Save a Qur'an, burn an Afghan.


----------



## Jin-E (Apr 2, 2011)

Shinigami Perv said:


> 10 more dead because of this fool. The Taliban is now using him as a recruiting tool.
> 
> Well done, Mr Jones.



There is no causality between these events.

The Afghan rioters and murderers were not helpless puppets who had no choice but following Jones sinister master plot. They could have just as well ignored the issue or protested peacefully, but choosed not to. Two wrongs doesnt make a right.


----------



## Dionysus (Apr 2, 2011)

No book needed to be burned to incite fanatical morons to riot and kill people.


----------



## Cardboard Tube Knight (Apr 2, 2011)

I like how everyone here pretty much has the same argument and he's still on about it.


----------



## Razgriez (Apr 2, 2011)

Shinigami Perv said:


> 10 more dead because of this fool. The Taliban is now using him as a recruiting tool.
> 
> Well done, Mr Jones.


All the more reason to turn the entire region into a glowing glass parking lot then.


----------



## thunderbear (Apr 2, 2011)

Shinigami Perv said:


> 10 more dead because of this fool. The Taliban is now using him as a recruiting tool.
> 
> Well done, Mr Jones.



It isn't Terry Jones' fault that all of this got started though.  Terry Jones didn't offer to to announce of national television that: "I'm going to burn a Q'uran at my church service!"  It was a planned event at his church that the media found out about.  And what happens when the media finds out about something they can sensationalize on an international scale?  Why, they sensationalize it and ride it like a freaking golden ticket on an international scale, of course!  

Believe it or not, people around the U.S. and everywhere else in the world do, and have at some point or another on multiple occasions, burned a Q'uran.  This entrie incident in Florida would not have been spread to nearly as a wide an extent if MSNBC and other such easily inflamed news outlets hadn't made it into a headlne.  

Now, had Terry Jones offered to tell the Middle East/ Muslim world of his plans from the get-go, then it wouldn't be as unreasonable to put part of the blame on him for inciting violence.  However, that was not at all his intention, and I am sure that even though he is not at fault, he feels guilty for the deaths of innocent U.N. officials.


----------



## Emasculation Storm (Apr 2, 2011)

Only one truly effective way to show these fucking Afghani protestors who's boss: spray them with pig's blood, forcefeed them pork and then put a bullet through their skulls.

Then we'll see who still feels like risking their lives for their religion.


----------



## First Tsurugi (Apr 2, 2011)

Emasculation Storm said:


> Only one truly effective way to show these fucking Afghani protestors who's boss: spray them with pig's blood, forcefeed them pork and then put a bullet through their skulls.
> 
> Then we'll see who still feels like risking their lives for their religion.



Don't forget to coat the bullets with pig blood.


----------



## Inuhanyou (Apr 2, 2011)

Inciting hate is the same for all humans, whether from those rioters in the middle east, or people here talking about putting a bullet through other people's heads.

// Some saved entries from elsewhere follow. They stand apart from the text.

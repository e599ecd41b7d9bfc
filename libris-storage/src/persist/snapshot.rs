//! Dehydrated cache snapshots.

use std::time::Duration;

use chrono::Utc;
use libris_core::{LibrisResult, PersistError, QueryKey, Timestamp};
use serde::{Deserialize, Serialize};

use crate::cache::{age, QueryClient, QueryData};

/// One cache entry as written to durable storage.
#[derive(Debug, Clone, PartialEq, Eq, Serialize, Deserialize)]
pub struct DehydratedQuery {
    pub key: QueryKey,
    pub data: QueryData,
    pub data_updated_at: Timestamp,
}

/// The whole persisted cache.
#[derive(Debug, Clone, PartialEq, Eq, Serialize, Deserialize)]
pub struct PersistedClient {
    /// When the snapshot was taken.
    pub timestamp: Timestamp,
    /// Snapshots with a different buster are discarded on restore.
    pub buster: String,
    pub queries: Vec<DehydratedQuery>,
}

impl PersistedClient {
    pub fn is_expired(&self, max_age: Duration, now: Timestamp) -> bool {
        age(self.timestamp, now) > max_age
    }

    pub fn to_bytes(&self) -> LibrisResult<Vec<u8>> {
        serde_json::to_vec(self).map_err(|e| {
            PersistError::Serialization {
                reason: e.to_string(),
            }
            .into()
        })
    }

    pub fn from_bytes(bytes: &[u8]) -> LibrisResult<Self> {
        serde_json::from_slice(bytes).map_err(|e| {
            PersistError::Serialization {
                reason: e.to_string(),
            }
            .into()
        })
    }
}

/// Snapshot every successful, persist-eligible entry of `client`.
pub fn dehydrate(client: &QueryClient, buster: &str) -> LibrisResult<PersistedClient> {
    let mut queries: Vec<DehydratedQuery> = client
        .persistable_entries()?
        .into_iter()
        .map(|(key, data, data_updated_at)| DehydratedQuery {
            key,
            data,
            data_updated_at,
        })
        .collect();
    queries.sort_by_cached_key(|query| query.key.to_string());

    Ok(PersistedClient {
        timestamp: Utc::now(),
        buster: buster.to_string(),
        queries,
    })
}

/// Load a snapshot into `client`. Returns how many entries were inserted;
/// entries the cache already holds newer data for are skipped.
pub fn hydrate(client: &QueryClient, snapshot: &PersistedClient) -> LibrisResult<usize> {
    let mut inserted = 0;
    for query in &snapshot.queries {
        if client.hydrate(
            query.key.clone(),
            query.data.clone(),
            query.data_updated_at,
            true,
        )? {
            inserted += 1;
        }
    }
    Ok(inserted)
}

#[cfg(test)]
mod tests {
    use super::*;
    use crate::cache::{Cacheable, QueryDescriptor};
    use libris_core::{Author, AuthorId, BookDetail, BookId, SearchPage};

    fn detail(title: &str) -> BookDetail {
        BookDetail {
            title: title.to_string(),
            description: Some("A desert planet".to_string()),
            covers: vec![42],
            links: None,
            author_id: Some(AuthorId::new("/authors/OL1A")),
        }
    }

    #[tokio::test]
    async fn test_dehydrate_keeps_only_persisted_successes() {
        let client = QueryClient::with_defaults();

        let persisted_key = QueryKey::book_detail(BookId::new("/works/OL1W"));
        let persisted = QueryDescriptor::new(persisted_key.clone(), || async { Ok(detail("Dune")) })
            .persisted();
        client.fetch_query(&persisted).await.unwrap();

        let list = QueryDescriptor::new(QueryKey::book_list("dune", 1), || async {
            Ok(SearchPage {
                num_found: 0,
                start: Some(0),
                filter: "dune".to_string(),
                docs: vec![],
            })
        });
        client.fetch_query(&list).await.unwrap();

        let failed: QueryDescriptor<Author> = QueryDescriptor::new(
            QueryKey::author_detail(Some(AuthorId::new("/authors/OL1A"))),
            || async {
                Err(libris_core::CatalogError::Transport {
                    url: "https://openlibrary.org/authors/OL1A.json".to_string(),
                    reason: "connection reset".to_string(),
                }
                .into())
            },
        )
        .persisted();
        assert!(client.fetch_query(&failed).await.is_err());

        let snapshot = dehydrate(&client, "v1").unwrap();
        assert_eq!(snapshot.buster, "v1");
        assert_eq!(snapshot.queries.len(), 1);
        assert_eq!(snapshot.queries[0].key, persisted_key);
    }

    #[tokio::test]
    async fn test_invalidated_entries_are_not_dehydrated() {
        let client = QueryClient::with_defaults();
        let key = QueryKey::book_detail(BookId::new("/works/OL1W"));
        let desc = QueryDescriptor::new(key.clone(), || async { Ok(detail("Dune")) }).persisted();
        client.fetch_query(&desc).await.unwrap();
        client.invalidate(&key).unwrap();

        assert!(dehydrate(&client, "").unwrap().queries.is_empty());
    }

    #[test]
    fn test_hydrate_preserves_timestamps() {
        let fetched_at = Utc::now() - chrono::Duration::minutes(30);
        let key = QueryKey::book_detail(BookId::new("/works/OL1W"));
        let snapshot = PersistedClient {
            timestamp: Utc::now(),
            buster: String::new(),
            queries: vec![DehydratedQuery {
                key: key.clone(),
                data: detail("Dune").into_data(),
                data_updated_at: fetched_at,
            }],
        };

        let client = QueryClient::with_defaults();
        assert_eq!(hydrate(&client, &snapshot).unwrap(), 1);
        assert_eq!(client.data_updated_at(&key).unwrap(), Some(fetched_at));
        let restored: BookDetail = client.get_query_data(&key).unwrap().unwrap();
        assert_eq!(restored.title, "Dune");

        // Hydrating the same snapshot again changes nothing.
        assert_eq!(hydrate(&client, &snapshot).unwrap(), 0);
    }

    #[test]
    fn test_snapshot_bytes_round_trip() {
        let snapshot = PersistedClient {
            timestamp: Utc::now(),
            buster: "v2".to_string(),
            queries: vec![DehydratedQuery {
                key: QueryKey::author_detail(Some(AuthorId::new("/authors/OL1A"))),
                data: Author {
                    name: "Frank Herbert".to_string(),
                    link: Some("https://en.wikipedia.org/wiki/Frank_Herbert".to_string()),
                }
                .into_data(),
                data_updated_at: Utc::now(),
            }],
        };
        let bytes = snapshot.to_bytes().unwrap();
        assert_eq!(PersistedClient::from_bytes(&bytes).unwrap(), snapshot);
    }

    #[test]
    fn test_garbage_bytes_are_a_serialization_error() {
        let err = PersistedClient::from_bytes(b"not json").unwrap_err();
        assert!(matches!(
            err,
            libris_core::LibrisError::Persist(PersistError::Serialization { .. })
        ));
    }

    #[test]
    fn test_expiry() {
        let now = Utc::now();
        let snapshot = PersistedClient {
            timestamp: now - chrono::Duration::hours(25),
            buster: String::new(),
            queries: vec![],
        };
        assert!(snapshot.is_expired(Duration::from_secs(24 * 60 * 60), now));
        assert!(!snapshot.is_expired(Duration::from_secs(26 * 60 * 60), now));
    }
}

 The "us versus them" mentality is exactly what the groups who take advantage of these environments want the most. You could probably say that the debate ended before it began on this kind of thing but it would go without saying, that.


----------



## Shock Therapy (Apr 3, 2011)

Emasculation Storm said:


> Only one truly effective way to show these fucking Afghani protestors who's boss: spray them with pig's blood, forcefeed them pork and then put a bullet through their skulls.
> 
> Then we'll see who still feels like risking their lives for their religion.



nah. cut off their dicks and force feed that to them.


----------



## Syed (Apr 3, 2011)

People here obviously don't know how insane Pathans are in general. They will fuck shit up cause it`s in their blood. Piss them off and there is hell to pay. Hence why the US is struggling there.


----------



## Mael (Apr 3, 2011)

Syed said:


> People here obviously don't know how insane Pathans are in general. They will fuck shit up cause it`s in their blood. Piss them off and there is hell to pay. Hence why the US is struggling there.



Pashtunwali.


----------



## Pilaf (Apr 3, 2011)

[YOUTUBE]http://www.youtube.com/watch?v=DjfCWy6dmco[/YOUTUBE]

"Unless liberals realize there are tens of millions of people in the Muslim world far scarier than Dick Cheney, they will be unable to protect civilization from its genuine enemies" Sam Harris


----------



## Cardboard Tube Knight (Apr 3, 2011)




----------



## Shinigami Perv (Apr 3, 2011)

Pilaf said:


> [YOUTUBE]http://www.youtube.com/watch?v=DjfCWy6dmco[/YOUTUBE]
> 
> "Unless liberals realize there are tens of millions of people in the Muslim world far scarier than Dick Cheney, they will be unable to protect civilization from its genuine enemies" Sam Harris



Hilarious considering Dick Cheney was the brain behind engineering a war that has killed over 100,000 people, a death count that Islamic terrorists can't even hope to match.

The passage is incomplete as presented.